Fe-N carbon black oxide as catalysts for oxygen reduction reaction and application to room temperature direct lignin fuel cells

Abstract

The progress in developing inexpensive and highly effective catalysts is vital for overcoming the current limitations of oxygen reduction reaction (ORR) and the practical application of fuel cells. This study constructed a three-dimensional (3D) composite catalyst using etra-β-(8-quinolinoxy) iron phthalocyanine (EFePc) as the sites of catalytic activity, nitrogen-doped reduced graphene oxide (NRGO) as the basal plane, and oxidized carbon black (OCB) as the intercalating agent.

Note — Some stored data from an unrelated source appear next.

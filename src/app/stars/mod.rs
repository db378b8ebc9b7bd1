//! 好莱坞明星目录

pub mod handler;
pub mod model;
pub mod repository;
pub mod service;

use axum::{routing::get, Router};

use handler::AppState;

/// 明星资源路由，挂载在 `/hollywoodStars`
pub fn routes() -> Router<AppState> {
    Router::new()
        .route(
            "/hollywoodStars",
            get(handler::list_stars).post(handler::create_star),
        )
        .route(
            "/hollywoodStars/:id",
            get(handler::get_star)
                .put(handler::update_star)
                .delete(handler::delete_star),
        )
}
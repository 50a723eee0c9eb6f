use std::time::Duration;
use tokio::sync::mpsc::WeakUnboundedSender;
use tokio::task::JoinHandle;
use tracing::trace;

use super::controller::PlayerCommand;
use super::types::PlaybackState;

/// Auto-hide policy for the control overlay.
///
/// At most one hide timer is outstanding per instance: scheduling a new one
/// always cancels the previous. The timer task holds a weak sender, so a
/// timer that outlives the controller fires into nothing.
pub struct ControlsVisibility {
    visible: bool,
    hide_delay: Duration,
    hide_timer: Option<JoinHandle<()>>,
    sender: WeakUnboundedSender<PlayerCommand>,
}

impl ControlsVisibility {
    pub fn new(hide_delay: Duration, sender: WeakUnboundedSender<PlayerCommand>) -> Self {
        Self {
            visible: true,
            hide_delay,
            hide_timer: None,
            sender,
        }
    }

    pub fn visible(&self) -> bool {
        self.visible
    }

    /// A tap on the player surface toggles the overlay. Revealing it during
    /// playback arms the hide timer; hiding it drops any pending timer.
    pub fn on_tap(&mut self, playing: bool) {
        self.visible = !self.visible;
        if self.visible {
            if playing {
                self.schedule_hide();
            }
        } else {
            self.cancel_hide();
        }
    }

    pub fn on_play_state_changed(&mut self, state: PlaybackState) {
        match state {
            PlaybackState::Playing => self.schedule_hide(),
            PlaybackState::Paused => {
                // Controls stay up while paused.
                self.cancel_hide();
                self.visible = true;
            }
        }
    }

    /// Reveal the overlay without arming the timer (media just became ready,
    /// playback has not started).
    pub fn force_visible(&mut self) {
        self.visible = true;
    }

    /// The hide timer fired and was routed back through the controller.
    pub fn on_hide_fired(&mut self) {
        trace!("hiding controls after inactivity");
        self.visible = false;
        self.hide_timer = None;
    }

    fn schedule_hide(&mut self) {
        self.cancel_hide();
        let delay = self.hide_delay;
        let sender = self.sender.clone();
        self.hide_timer = Some(tokio::spawn(async move {
            tokio::time::sleep(delay).await;
            if let Some(sender) = sender.upgrade() {
                let _ = sender.send(PlayerCommand::HideControls);
            }
        }));
    }

    fn cancel_hide(&mut self) {
        if let Some(timer) = self.hide_timer.take() {
            timer.abort();
        }
    }
}

impl Drop for ControlsVisibility {
    fn drop(&mut self) {
        self.cancel_hide();
    }
}

#[cfg(test)]
mod tests {
    use super::*;
    use tokio::sync::mpsc;

    const HIDE_DELAY: Duration = Duration::from_millis(2500);

    async fn settle() {
        for _ in 0..4 {
            tokio::task::yield_now().await;
        }
    }

    #[tokio::test(start_paused = true)]
    async fn tap_while_playing_schedules_a_single_hide() {
        let (sender, mut receiver) = mpsc::unbounded_channel();
        let mut controls = ControlsVisibility::new(HIDE_DELAY, sender.downgrade());
        controls.on_hide_fired();

        controls.on_tap(true);
        assert!(controls.visible());
        assert!(controls.hide_timer.is_some());

        // Let the spawned timer task register its sleep before advancing the
        // paused clock, otherwise its deadline is set past the advance.
        settle().await;
        tokio::time::advance(HIDE_DELAY + Duration::from_millis(10)).await;
        settle().await;

        assert!(matches!(
            receiver.try_recv(),
            Ok(PlayerCommand::HideControls)
        ));
        assert!(receiver.try_recv().is_err());
    }

    #[tokio::test(start_paused = true)]
    async fn second_tap_cancels_the_pending_hide() {
        let (sender, mut receiver) = mpsc::unbounded_channel();
        let mut controls = ControlsVisibility::new(HIDE_DELAY, sender.downgrade());
        controls.on_hide_fired();

        controls.on_tap(true);
        controls.on_tap(true);
        assert!(!controls.visible());
        assert!(controls.hide_timer.is_none());

        tokio::time::advance(HIDE_DELAY * 2).await;
        settle().await;
        assert!(receiver.try_recv().is_err());
    }

    #[tokio::test(start_paused = true)]
    async fn rescheduling_keeps_at_most_one_timer() {
        let (sender, mut receiver) = mpsc::unbounded_channel();
        let mut controls = ControlsVisibility::new(HIDE_DELAY, sender.downgrade());

        controls.on_play_state_changed(PlaybackState::Playing);
        tokio::time::advance(Duration::from_millis(1000)).await;
        controls.on_play_state_changed(PlaybackState::Playing);

        // Let the rescheduled timer register its sleep before advancing the
        // paused clock, otherwise its deadline is set past the advance.
        settle().await;
        // The first timer would have fired by now if it were still armed.
        tokio::time::advance(Duration::from_millis(2000)).await;
        settle().await;
        assert!(receiver.try_recv().is_err());

        tokio::time::advance(Duration::from_millis(600)).await;
        settle().await;
        assert!(matches!(
            receiver.try_recv(),
            Ok(PlayerCommand::HideControls)
        ));
        assert!(receiver.try_recv().is_err());
    }

    #[tokio::test(start_paused = true)]
    async fn pausing_cancels_the_timer_and_reveals_controls() {
        let (sender, mut receiver) = mpsc::unbounded_channel();
        let mut controls = ControlsVisibility::new(HIDE_DELAY, sender.downgrade());
        controls.on_hide_fired();

        controls.on_play_state_changed(PlaybackState::Playing);
        controls.on_play_state_changed(PlaybackState::Paused);
        assert!(controls.visible());
        assert!(controls.hide_timer.is_none());

        tokio::time::advance(HIDE_DELAY * 2).await;
        settle().await;
        assert!(receiver.try_recv().is_err());
    }

    #[tokio::test(start_paused = true)]
    async fn timer_outliving_the_channel_is_a_no_op() {
        let (sender, receiver) = mpsc::unbounded_channel();
        let mut controls = ControlsVisibility::new(HIDE_DELAY, sender.downgrade());

        controls.on_play_state_changed(PlaybackState::Playing);
        drop(receiver);
        drop(sender);

        tokio::time::advance(HIDE_DELAY * 2).await;
        settle().await;
        // Nothing to assert beyond not panicking: the weak sender fails to
        // upgrade and the timer task exits quietly.
    }
}
use async_trait::async_trait;
use std::sync::Mutex;
use std::sync::atomic::{AtomicU64, Ordering};
use std::time::Duration;
use tokio::sync::mpsc;
use tracing::debug;

use super::traits::{ItemStatus, MediaPlayer, PlayerEvent};
use crate::utils::errors::{PlayerError, PlayerResult};

/// Deterministic in-process player backend.
///
/// Stands in for a platform media pipeline in the demo binary and in tests:
/// readiness, ticks, and buffer reports are driven explicitly through
/// [`SimPlayer::resolve`], [`SimPlayer::advance`], and [`SimPlayer::emit`]
/// instead of by a decoder clock.
pub struct SimPlayer {
    source: String,
    state: Mutex<SimState>,
    subscribers: Mutex<Vec<mpsc::UnboundedSender<PlayerEvent>>>,
    seek_epoch: AtomicU64,
    seek_settle: Duration,
}

struct SimState {
    playing: bool,
    rate: f64,
    position: Duration,
    duration: Duration,
    resolved: bool,
}

impl SimPlayer {
    pub fn new(source: impl Into<String>, duration: Duration) -> Self {
        Self {
            source: source.into(),
            state: Mutex::new(SimState {
                playing: false,
                rate: 1.0,
                position: Duration::ZERO,
                duration,
                resolved: false,
            }),
            subscribers: Mutex::new(Vec::new()),
            seek_epoch: AtomicU64::new(0),
            seek_settle: Duration::from_millis(50),
        }
    }

    /// How long a seek takes to land in the simulated pipeline.
    pub fn with_seek_settle(mut self, delay: Duration) -> Self {
        self.seek_settle = delay;
        self
    }

    /// Resolve the pending item the way a real pipeline would: sources with
    /// a scheme load, anything else fails.
    pub fn resolve(&self) {
        if self.source.contains("://") {
            self.resolve_ready();
        } else {
            let error = PlayerError::InvalidMediaSource(self.source.clone());
            self.resolve_failed(&error.to_string());
        }
    }

    pub fn resolve_ready(&self) {
        self.state.lock().unwrap().resolved = true;
        self.emit(PlayerEvent::Status(ItemStatus::ReadyToPlay));
    }

    pub fn resolve_failed(&self, message: &str) {
        debug!(source = %self.source, %message, "simulated load failure");
        self.emit(PlayerEvent::Status(ItemStatus::Failed(message.to_string())));
    }

    /// Broadcast an event to every live subscriber.
    pub fn emit(&self, event: PlayerEvent) {
        let mut subscribers = self.subscribers.lock().unwrap();
        subscribers.retain(|sender| sender.send(event.clone()).is_ok());
    }

    /// Move the media clock forward while playing, emitting a position tick.
    /// Call once per observer interval. Reaching the end stops playback and
    /// emits a single end-of-media notification.
    pub fn advance(&self, elapsed: Duration) {
        let mut events = Vec::new();
        {
            let mut state = self.state.lock().unwrap();
            if !state.playing || !state.resolved {
                return;
            }
            let next = state.position + elapsed.mul_f64(state.rate);
            if next >= state.duration {
                state.position = state.duration;
                state.playing = false;
                events.push(PlayerEvent::Tick {
                    position: state.position,
                });
                events.push(PlayerEvent::PlayedToEnd);
            } else {
                state.position = next;
                events.push(PlayerEvent::Tick {
                    position: state.position,
                });
            }
        }
        for event in events {
            self.emit(event);
        }
    }

    pub fn is_playing(&self) -> bool {
        self.state.lock().unwrap().playing
    }

    pub fn rate(&self) -> f64 {
        self.state.lock().unwrap().rate
    }
}

#[async_trait]
impl MediaPlayer for SimPlayer {
    async fn play(&self) -> PlayerResult<()> {
        let mut state = self.state.lock().unwrap();
        if !state.resolved {
            return Err(PlayerError::Playback("media item not resolved".into()));
        }
        state.playing = true;
        Ok(())
    }

    async fn pause(&self) -> PlayerResult<()> {
        self.state.lock().unwrap().playing = false;
        Ok(())
    }

    async fn seek(&self, position: Duration) -> PlayerResult<bool> {
        let epoch = self.seek_epoch.fetch_add(1, Ordering::SeqCst) + 1;
        tokio::time::sleep(self.seek_settle).await;
        if self.seek_epoch.load(Ordering::SeqCst) != epoch {
            // A newer seek took over while this one was settling.
            return Ok(false);
        }
        let mut state = self.state.lock().unwrap();
        state.position = position.min(state.duration);
        Ok(true)
    }

    async fn position(&self) -> Option<Duration> {
        Some(self.state.lock().unwrap().position)
    }

    async fn duration(&self) -> Option<Duration> {
        let state = self.state.lock().unwrap();
        state.resolved.then_some(state.duration)
    }

    async fn set_rate(&self, rate: f64) -> PlayerResult<()> {
        self.state.lock().unwrap().rate = rate;
        Ok(())
    }

    fn subscribe(&self) -> mpsc::UnboundedReceiver<PlayerEvent> {
        let (sender, receiver) = mpsc::unbounded_channel();
        self.subscribers.lock().unwrap().push(sender);
        receiver
    }
}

The morphological and structural characteristics of the composite catalyst were thoroughly analyzed using scanning electron microscopy (SEM), transmission electron microscopy (TEM), Raman spectroscopy, Brunauer-Emmett-Teller (BET) surface area analysis, Fourier-transform infrared spectroscopy (FT-IR), and X-ray photoelectron spectroscopy (XPS). Evidence from the results suggested that the 3D catalyst has been synthesized successfully. The EFePc-NRGO/OCB exhibited a half-wave potential (E_1/2) of 0.80 V, closely approximating those of commercial Pt/C (20 wt%). The average electron transfer number was 3.77, indicating a 4-electron transfer process. Furthermore, when the catalyst was applied to direct lignin fuel cells (DLFCs), the maximum power density reached 247.87 mW/m² which far exceeded Pt/C (53.13 mW/m²). This offers a novel perspective for the advancement of high-efficiency non-noble metal catalysts and the high-value utilization of lignin.